Historically, some cars with automatic transmissions were fitted with automatically releasing parking brakes. The parking brake would be released if the gear selector was placed in a forward or reverse gear. This automatic release system was eventually discontinued as a safety hazard, since there would be no protection against accidentally knocking the transmission into gear. Worse still, many North American-market Ford Motor Company cars from the late 1960s had a flaw in which, when the steering-column mounted shifter's bearings wore, the car could jump into reverse from park on its own. This and automatically releasing parking brakes were a deadly combination.

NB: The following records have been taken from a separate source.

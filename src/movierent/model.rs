use chrono::NaiveDate;
use serde::{Deserialize, Serialize};

#[derive(Debug, Clone, PartialEq, Eq, Serialize, Deserialize)]
pub struct Movie {
    pub movie_id: i64,
    pub title: String,
    pub release_year: i32,
    pub genre: String,
    pub director: String,
}

/// A movie that has not been stored yet (no id assigned).
#[derive(Debug, Clone, PartialEq, Eq)]
pub struct NewMovie {
    pub title: String,
    pub release_year: i32,
    pub genre: String,
    pub director: String,
}

impl NewMovie {
    pub fn new(
        title: impl Into<String>,
        release_year: i32,
        genre: impl Into<String>,
        director: impl Into<String>,
    ) -> Self {
        Self {
            title: title.into(),
            release_year,
            genre: genre.into(),
            director: director.into(),
        }
    }

    pub fn with_id(self, movie_id: i64) -> Movie {
        Movie {
            movie_id,
            title: self.title,
            release_year: self.release_year,
            genre: self.genre,
            director: self.director,
        }
    }
}

#[derive(Debug, Clone, PartialEq, Eq, Serialize, Deserialize)]
pub struct Customer {
    pub customer_id: i64,
    pub first_name: String,
    pub last_name: String,
    pub email: String,
    pub phone: Option<String>,
}

impl Customer {
    pub fn full_name(&self) -> String {
        format!("{} {}", self.first_name, self.last_name)
    }
}

#[derive(Debug, Clone, PartialEq, Eq)]
pub struct NewCustomer {
    pub first_name: String,
    pub last_name: String,
    pub email: String,
    pub phone: Option<String>,
}

impl NewCustomer {
    pub fn new(
        first_name: impl Into<String>,
        last_name: impl Into<String>,
        email: impl Into<String>,
        phone: Option<String>,
    ) -> Self {
        Self {
            first_name: first_name.into(),
            last_name: last_name.into(),
            email: email.into(),
            phone,
        }
    }

    pub fn with_id(self, customer_id: i64) -> Customer {
        Customer {
            customer_id,
            first_name: self.first_name,
            last_name: self.last_name,
            email: self.email,
            phone: self.phone,
        }
    }
}

/// A stored rental row. `return_date` stays `None` while the movie is out.
#[derive(Debug, Clone, PartialEq, Eq, Serialize, Deserialize)]
pub struct Rental {
    pub rental_id: i64,
    pub customer_id: i64,
    pub movie_id: i64,
    pub rental_date: NaiveDate,
    pub return_date: Option<NaiveDate>,
}

/// A rental joined with the customer's name and the movie's title, as listed.
#[derive(Debug, Clone, PartialEq, Eq, Serialize, Deserialize)]
pub struct RentalRecord {
    pub rental_id: i64,
    pub customer: String,
    pub movie: String,
    pub rental_date: NaiveDate,
    pub return_date: Option<NaiveDate>,
}
use console::Style;
use once_cell::sync::Lazy;

pub struct RentalTheme {
    pub header: Style,
    pub rule: Style,
    pub null: Style,
    pub info: Style,
    pub success: Style,
    pub warning: Style,
    pub error: Style,
}

pub static RENTAL_THEME: Lazy<RentalTheme> = Lazy::new(|| RentalTheme {
    header: Style::new().bold(),
    rule: Style::new().dim(),
    null: Style::new().dim().italic(),
    info: Style::new().dim(),
    success: Style::new().green(),
    warning: Style::new().yellow(),
    error: Style::new().red().for_stderr(),
});
use crate::commands::{CmdMessage, CmdResult};
use crate::error::Result;
use crate::store::DataStore;

pub fn run<S: DataStore>(store: &mut S) -> Result<CmdResult> {
    let report = store.clear_all()?;
    let mut result = CmdResult::default();
    if report.total() == 0 {
        result.add_message(CmdMessage::info("Nothing to clear"));
    } else {
        result.add_message(CmdMessage::success(format!(
            "Cleared {} rentals, {} customers, {} movies",
            report.rentals, report.customers, report.movies
        )));
    }
    Ok(result.with_cleared(report))
}
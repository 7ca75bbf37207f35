//! TOML files holding persisted state.
//!
//! The trigger and the window frame are both rewritten while the app runs, so
//! writes go to a sibling temp file that is renamed over the target. A crash
//! mid-write leaves the previous file intact.

use std::fs;
use std::path::{Path, PathBuf};

use anyhow::{Context, Result};
use serde::Serialize;
use serde::de::DeserializeOwned;

/// Reads `path`, or returns `None` if it does not exist.
pub(crate) fn read<T: DeserializeOwned>(path: &Path) -> Result<Option<T>> {
    let content = match fs::read_to_string(path) {
        Ok(content) => content,
        Err(e) if e.kind() == std::io::ErrorKind::NotFound => return Ok(None),
        Err(e) => return Err(e).with_context(|| format!("Failed to read {:?}", path)),
    };
    let value = toml::from_str(&content).with_context(|| format!("Failed to parse {:?}", path))?;
    Ok(Some(value))
}

/// Replaces `path` with `value`, creating parent directories as needed.
pub(crate) fn write<T: Serialize>(path: &Path, value: &T) -> Result<()> {
    let dir = path
        .parent()
        .with_context(|| format!("Failed to get parent directory of {:?}", path))?;
    fs::create_dir_all(dir).with_context(|| format!("Failed to create directory at {:?}", dir))?;

    let serialized = toml::to_string_pretty(value)
        .with_context(|| format!("Failed to serialize {:?}", path))?;
    let tmp = temp_path(path);
    fs::write(&tmp, serialized).with_context(|| format!("Failed to write {:?}", tmp))?;
    fs::rename(&tmp, path).with_context(|| format!("Failed to replace {:?}", path))
}

fn temp_path(path: &Path) -> PathBuf {
    let name = path
        .file_name()
        .map(|name| name.to_string_lossy().into_owned())
        .unwrap_or_default();
    path.with_file_name(format!(".{}.{}.tmp", name, std::process::id()))
}

#[cfg(test)]
mod tests {
    use std::collections::BTreeMap;

    use tempfile::tempdir;

    use super::*;

    #[test]
    fn test_missing_file_reads_as_none() {
        let temp = tempdir().unwrap();
        let value: Option<BTreeMap<String, u32>> = read(&temp.path().join("absent.toml")).unwrap();
        assert!(value.is_none());
    }

    #[test]
    fn test_write_replaces_without_leftovers() {
        let temp = tempdir().unwrap();
        let path = temp.path().join("nested").join("state.toml");

        write(&path, &BTreeMap::from([("a".to_owned(), 1u32)])).unwrap();
        write(&path, &BTreeMap::from([("b".to_owned(), 2u32)])).unwrap();

        let value: BTreeMap<String, u32> = read(&path).unwrap().unwrap();
        assert_eq!(value, BTreeMap::from([("b".to_owned(), 2)]));
        let entries = fs::read_dir(path.parent().unwrap()).unwrap().count();
        assert_eq!(entries, 1);
    }

    #[test]
    fn test_unparsable_file_is_an_error() {
        let temp = tempdir().unwrap();
        let path = temp.path().join("state.toml");
        fs::write(&path, "not = [toml").unwrap();
        assert!(read::<BTreeMap<String, u32>>(&path).is_err());
    }
}
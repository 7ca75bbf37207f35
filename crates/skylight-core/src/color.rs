//! Page background colors reported by the hosted page.
//!
//! The page reports `getComputedStyle(document.body).backgroundColor`, which is
//! always in `rgb(r, g, b)` or `rgba(r, g, b, a)` form. Anything else is
//! ignored.

/// A color with channels normalized to `0.0..=1.0`.
#[derive(Debug, Clone, Copy, PartialEq)]
pub struct Rgb {
    pub red: f64,
    pub green: f64,
    pub blue: f64,
}

impl Rgb {
    pub const fn new(red: f64, green: f64, blue: f64) -> Self {
        Self { red, green, blue }
    }

    /// Parses a computed CSS color, returning `None` for anything malformed.
    ///
    /// Alpha is accepted but dropped, the chrome is always painted opaque.
    pub fn from_css(value: &str) -> Option<Rgb> {
        let value = value.trim();
        if !value.starts_with("rgb") {
            return None;
        }
        let open = value.find('(')?;
        let close = open + value[open..].find(')')?;

        let channels = value[open + 1..close]
            .split(',')
            .map(|channel| channel.trim().parse::<f64>().ok().filter(|c| c.is_finite()))
            .collect::<Option<Vec<_>>>()?;
        let [red, green, blue, ..] = channels[..] else {
            return None;
        };

        let normalize = |channel: f64| (channel / 255.0).clamp(0.0, 1.0);
        Some(Rgb::new(normalize(red), normalize(green), normalize(blue)))
    }

    /// Opaque 8-bit RGBA, as expected by window backgrounds.
    pub fn to_rgba8(self) -> (u8, u8, u8, u8) {
        let scale = |channel: f64| (channel * 255.0).round() as u8;
        (scale(self.red), scale(self.green), scale(self.blue), 255)
    }
}

#[cfg(test)]
mod tests {
    use super::*;

    #[test]
    fn test_rgb() {
        assert_eq!(Rgb::from_css("rgb(255, 0, 0)"), Some(Rgb::new(1.0, 0.0, 0.0)));
    }

    #[test]
    fn test_rgba_drops_alpha() {
        let color = Rgb::from_css("rgba(0,51,255,0.5)").unwrap();
        assert_eq!(color, Rgb::new(0.0, 0.2, 1.0));
        assert_eq!(color.to_rgba8(), (0, 51, 255, 255));
    }

    #[test]
    fn test_out_of_range_channels_are_clamped() {
        assert_eq!(
            Rgb::from_css("rgb(300, -4, 127.5)"),
            Some(Rgb::new(1.0, 0.0, 0.5))
        );
    }

    #[test]
    fn test_malformed_is_ignored() {
        for value in [
            "not-a-color",
            "",
            "rgb",
            "rgb(",
            "rgb(1, 2)",
            "rgb(1, 2, three)",
            "rgb(1, 2, 3",
            "rgb)1, 2, 3(",
            "hsl(0, 100%, 50%)",
            "#ff0000",
            "rgb(NaN, 0, 0)",
        ] {
            assert_eq!(Rgb::from_css(value), None, "{value:?}");
        }
    }
}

In cars with rear drum brakes, the emergency brake typically uses the same mechanism. In cars with rear disc brakes, the emergency brake most often actuates the same system, but sometimes (in the Mazda RX-5 and its twin the Cosmo, for instance) actuates a small drum brake housed within the hub assembly.
A number of production vehicles have been made with a separate drum brake on the transmission tailshaft. This has an advantage of being completely independent of other braking systems. As long as the drive train is intact (propeller shaft, differential, and axle shafts) this is effective. It is however, particularly dangerous when used in combination with a bumper jack at the rear of the vehicle if wheel block wedges are not used; jacking one rear wheel up will allow the differential to operate and the vehicle can roll off of the jack. This can be particularly dangerous if the wheel has been removed.
Electric parking brake
A recent variation is the electric parking brake. First installed in the 2003 Lincoln LS, electric brakes have since appeared in a number of vehicles, including the Audi A6 and A8, BMW 7 Series, Jaguar S-Type and XJ, and the 2006 Volkswagen Passat.
Two variations are available: In the more-primitive 'cable-pulling' type, an electric motor simply pulls the emergency brake cable rather than a mechanical handle in the cabin. A more advanced unit uses a computer-controlled motor attached to the brake caliper to activate it.
It is expected that these systems will incorporate other features in the future. BMW already has a system where the emergency brake initiates when the car stops and then goes off as soon as the gas pedal is pressed preventing the car from drifting. The vehicle operator can easily turn off the system.